Doxorubicin (DOX), a potent antineoplastic drug, can induce cardiotoxicity through its cardiotoxic metabolites catalyzed by CBR 3 and its accumulation in cardiac tissue via the ABCC1 transporter. Here, we investigated CBR3 and ABCC1 genetic polymorphisms affecting doxorubicin cardiotoxicity in breast cancer patients and explored the potential role of brain natriuretic peptide (BNP) as an early cardiac biomarker. One hundred Breast cancer patients are receiving DOX treatment. Blood samples were analyzed for CBR3 and ABCC1 gene polymorphisms and echocardiography and BNP biomarkers were used to assess cardiotoxicity at baseline and three months post-DOX treatment.

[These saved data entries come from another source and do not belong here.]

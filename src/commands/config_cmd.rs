use clap::{Args, Subcommand};

use crate::config;

#[derive(Debug, Args, Clone)]
pub struct ConfigArgs {
    #[command(subcommand)]
    command: ConfigSubcommand,
}

#[derive(Debug, Subcommand, Clone)]
enum ConfigSubcommand {
    #[command(about = "Validate the config file")]
    Check {
        #[arg(long)]
        profile: Option<String>,
    },
}

pub fn run(args: ConfigArgs) -> Result<(), String> {
    match args.command {
        ConfigSubcommand::Check { profile } => {
            let path = config::validate_config(profile.as_deref())?;
            println!("config OK: {}", path.display());
            Ok(())
        }
    }
}
use std::time::Duration;

use reqwest::blocking::Client;
use serde_json::Value;
use tracing::debug;

use crate::ollama::client::{log_failure, normalize_base_url, send_json};
use crate::ollama::error::OllamaError;

const TAGS_PATH: &str = "/api/tags";

/// Lists the names of the models installed on the server at `base_url`, in
/// the order the server reports them.
pub fn list_models(base_url: &str) -> Result<Vec<String>, OllamaError> {
    fetch_model_names(&Client::new(), &normalize_base_url(base_url), None)
}

pub(crate) fn fetch_model_names(
    client: &Client,
    base_url: &str,
    timeout: Option<Duration>,
) -> Result<Vec<String>, OllamaError> {
    debug!(base_url, "listing models");
    let mut request = client.get(format!("{base_url}{TAGS_PATH}"));
    if let Some(timeout) = timeout {
        request = request.timeout(timeout);
    }
    let body = send_json(TAGS_PATH, request)?;
    model_names(&body)
}

fn model_names(body: &Value) -> Result<Vec<String>, OllamaError> {
    let models = body
        .get("models")
        .and_then(Value::as_array)
        .ok_or_else(|| log_failure(OllamaError::missing_field(TAGS_PATH, "models")))?;

    models
        .iter()
        .map(|model| {
            model
                .get("name")
                .and_then(Value::as_str)
                .map(str::to_string)
                .ok_or_else(|| log_failure(OllamaError::missing_field(TAGS_PATH, "name")))
        })
        .collect()
}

Following the DOX treatment, CBR3 genotypes showed significant differences in BNP levels and delta BNP (p = 0.001 and 0.014, respectively). There was a significant association between different CBR3 genotypes and BNP levels after DOX (p = 0.001) and delta BNP (p = 0.01), with AA genotypes associated with cardiotoxicity. ABCC1 was not associated significantly with cardiotoxicity (p = 0.67). There was a statistically significant difference between CBR3 genotypes and the occurrence of anemia (p = 0.023). Detecting CBR3 genetic polymorphisms is crucial for assessing cardiotoxicity before administering DOX, and monitoring BNP levels helps early detection. CBR3 is also associated with DOX anemia.